A legal transfer is effective as soon as the deed is signed. However, that doesn't mean that someone else couldn't still place a lien on the property for any liability that you incur. That is because record ownership according to the public real estate records would still show you as an owner. If they obtained a judgment against you, they could file a judgment lien against the property and it would prevail over the deed even if you later record the deed. This is because a specific rule concerning order of recording the deed would control. it would have been recorded after the lien. As such, although from a very technical standpoint the signing and delivering the deed to your wife has the legal effect of transferring the property, without recording the deed, you have very little protection.

TMcJD :

Since recording the deed is the only good way to accomplish a transfer that potentially protects the property from any liability you incur individually, then the mortgage issue is moot. If the deed is recorded, the transfer of property technically violates the due on sale/transfer clause of most mortgages so that the lender could call the note due immediately. Of course, if the deed is not recorded, they would never know -- but, again, that really doesn't provide a level of protection any better than what you have with the LLC alone.

TMcJD :

Although a transfers from one spouse to the other generally does not require that both spouses sign, I always have both spouses sign the deed in such case just to settle the matter without any doubts.

Customer:

Thank you - that definitely makes sense. So, having the document notarized as of a specific date (even if it predates any lien) would not make any difference if it is not recorded?

TMcJD :

No, because recording is the magic event that provides the world record notice of transfer.
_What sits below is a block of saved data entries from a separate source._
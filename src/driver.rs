/*!
 * Pipeline driver.
 *
 * Loads the template and the existing catalog, wires the orchestrator for
 * the configured mode and turns its outcome into a `RunReport`.
 */

use anyhow::{Context, Result};
use log::{error, info};
use std::fmt;
use std::path::{Path, PathBuf};
use std::sync::Arc;
use std::time::{Duration, Instant};
use tokio_util::sync::CancellationToken;

use crate::app_config::{Config, PipelineMode};
use crate::catalog::{VerificationReport, po};
use crate::catalog::store::CatalogStore;
use crate::language_utils::to_po_locale;
use crate::quality::{PipelineResult, QualityPipeline, RegionalProfile};
use crate::reporting::{LogReviewSink, NullProgressSink, ProgressSink, ReviewSink};
use crate::translation::backend::TranslationBackend;
use crate::translation::context::ContextBundle;
use crate::translation::orchestrator::{Orchestrator, OrchestratorSettings, RunCounts, RunOutcome};

/// What to translate and where to write it
#[derive(Debug, Clone)]
pub struct RunRequest {
    /// Source template (`.pot`)
    pub template_path: PathBuf,
    /// Target catalog (`.po`), created if missing
    pub output_path: PathBuf,
    /// Overrides the configured batch size
    pub batch_size: Option<usize>,
}

impl RunRequest {
    pub fn new(template_path: impl Into<PathBuf>, output_path: impl Into<PathBuf>) -> Self {
        Self {
            template_path: template_path.into(),
            output_path: output_path.into(),
            batch_size: None,
        }
    }

    pub fn with_batch_size(mut self, batch_size: usize) -> Self {
        self.batch_size = Some(batch_size);
        self
    }

    /// `<template dir>/<locale>.po`
    pub fn default_output_path(template_path: &Path, language: &str) -> Result<PathBuf> {
        let locale = to_po_locale(language)?;
        let dir = template_path.parent().unwrap_or(Path::new("."));
        Ok(dir.join(format!("{}.po", locale)))
    }
}

/// Terminal status of a run
#[derive(Debug, Clone, PartialEq, Eq)]
pub enum RunStatus {
    Completed { failed: usize },
    Aborted { reason: String },
}

impl RunStatus {
    pub fn is_completed(&self) -> bool {
        matches!(self, RunStatus::Completed { .. })
    }

    /// Process exit code for the CLI
    pub fn exit_code(&self) -> i32 {
        match self {
            RunStatus::Completed { .. } => 0,
            RunStatus::Aborted { .. } => 1,
        }
    }
}

impl fmt::Display for RunStatus {
    fn fmt(&self, f: &mut fmt::Formatter<'_>) -> fmt::Result {
        match self {
            RunStatus::Completed { failed: 0 } => write!(f, "Completed"),
            RunStatus::Completed { failed } => write!(f, "Completed with {} failures", failed),
            RunStatus::Aborted { reason } => write!(f, "Aborted: {}", reason),
        }
    }
}

/// Summary of one run
#[derive(Debug, Clone)]
pub struct RunReport {
    pub status: RunStatus,
    pub counts: RunCounts,
    pub duration: Duration,
    pub output_path: PathBuf,
    pub failed_keys: Vec<String>,
    pub results: Vec<PipelineResult>,
    pub verification: Option<VerificationReport>,
}

impl RunReport {
    fn from_outcome(outcome: RunOutcome, output_path: PathBuf, duration: Duration) -> Self {
        let status = match &outcome.error {
            Some(error) => RunStatus::Aborted {
                reason: error.to_string(),
            },
            None => RunStatus::Completed {
                failed: outcome.counts.failed,
            },
        };
        Self {
            status,
            counts: outcome.counts,
            duration,
            output_path,
            failed_keys: outcome.failed_keys,
            results: outcome.results,
            verification: outcome.verification,
        }
    }

    fn setup_failure(error: anyhow::Error, output_path: PathBuf, duration: Duration) -> Self {
        Self {
            status: RunStatus::Aborted {
                reason: format!("{:#}", error),
            },
            counts: RunCounts::default(),
            duration,
            output_path,
            failed_keys: Vec::new(),
            results: Vec::new(),
            verification: None,
        }
    }
}

/// Runs translation jobs with one configuration, backend and context
pub struct PipelineDriver {
    config: Config,
    backend: Arc<dyn TranslationBackend>,
    context: Arc<ContextBundle>,
    progress: Arc<dyn ProgressSink>,
    review: Arc<dyn ReviewSink>,
}

impl PipelineDriver {
    pub fn new(
        config: Config,
        backend: Arc<dyn TranslationBackend>,
        context: Arc<ContextBundle>,
        progress: Arc<dyn ProgressSink>,
        review: Arc<dyn ReviewSink>,
    ) -> Self {
        Self {
            config,
            backend,
            context,
            progress,
            review,
        }
    }

    /// Driver with silent progress and logged review records
    pub fn with_defaults(config: Config, backend: Arc<dyn TranslationBackend>, context: Arc<ContextBundle>) -> Self {
        Self::new(config, backend, context, Arc::new(NullProgressSink), Arc::new(LogReviewSink))
    }

    pub fn config(&self) -> &Config {
        &self.config
    }

    /// Run one job; setup errors are reported as an aborted run
    pub async fn run(&self, request: &RunRequest, cancel: CancellationToken) -> RunReport {
        let started = Instant::now();
        info!(
            "Translating {} into {} ({} mode)",
            request.template_path.display(),
            request.output_path.display(),
            self.config.mode
        );

        let report = match self.execute(request, cancel).await {
            Ok(outcome) => RunReport::from_outcome(outcome, request.output_path.clone(), started.elapsed()),
            Err(e) => {
                error!("Could not start run: {:#}", e);
                RunReport::setup_failure(e, request.output_path.clone(), started.elapsed())
            }
        };

        info!("{} in {:.1}s ({})", report.status, report.duration.as_secs_f32(), report.counts);
        report
    }

    async fn execute(&self, request: &RunRequest, cancel: CancellationToken) -> Result<RunOutcome> {
        let template = po::read_file(&request.template_path)
            .with_context(|| format!("Failed to read template: {}", request.template_path.display()))?;
        let locale = to_po_locale(&self.config.language)?;
        let store = CatalogStore::open(&request.output_path)
            .with_context(|| format!("Failed to open catalog: {}", request.output_path.display()))?
            .with_language(locale);

        let mut settings = OrchestratorSettings::from(&self.config.translation.common);
        if let Some(batch_size) = request.batch_size {
            settings.batch_size = batch_size.max(1);
        }

        let quality = self.config.mode == PipelineMode::Quality;
        let profile = match &self.config.quality.profile {
            Some(path) if quality => Some(RegionalProfile::load(path)?),
            _ => None,
        };
        let context = match &profile {
            Some(profile) => self.context.with_regional_conventions(profile.guidance()),
            None => Arc::clone(&self.context),
        };

        let mut orchestrator = Orchestrator::new(Arc::clone(&self.backend), context, settings)
            .with_progress(Arc::clone(&self.progress))
            .with_review(Arc::clone(&self.review));

        if quality {
            orchestrator = orchestrator.with_quality(self.quality_pipeline(profile.as_ref())?);
        }

        Ok(orchestrator.run(store, &template, cancel).await)
    }

    fn quality_pipeline(&self, profile: Option<&RegionalProfile>) -> Result<QualityPipeline> {
        let pipeline =
            QualityPipeline::standard(&self.config.quality, profile).context("Invalid term in regional profile")?;
        info!("Quality stages: {}", pipeline.stage_names().join(" -> "));
        Ok(pipeline)
    }
}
If they don't know, they can still go after the property even if it turns out that it was transferred many years earlier.

Customer:

OK - is it possible to record a quit claim if a mortgage is involved and does the mortgage company need to be notified?

TMcJD :

Well, as noted, if you record the deed, then arguably there is a transfer of interest that triggers the due on sale/transfer clause in the mortgage. So if they find out, they may claim you have to pay off the mortgage immediately. However, on the other side, arguably it's only a transfer between spouses and not to a third party, so it doesn't trigger the clause since still at least one person on the mortgage owns the property. Plus, if you don't tell - they don't know unless they search the records (which they would likely never do). If payments are maintained, they would never call the note due (in most cases) since they have a performing loan -- why would they want to complicate things. But just know it's a risk. You could ask for permission to do the spouse to spouse transfer and see what they say.

Customer:

OK Thanks. This was very helpful.

Thomas McJD and other Real Estate Law Specialists are ready to help you
Customer: replied 3 years ago.
As a follow up to this, I understand that not recording the notarized quit claim deed provides little protection, but does it offer any protection? In other words, is it better than nothing or is it not even worth the paper it's written on unless recorded?
Unfortunately, it's really not worth anything and not worth doing. Your LLC protection is the best.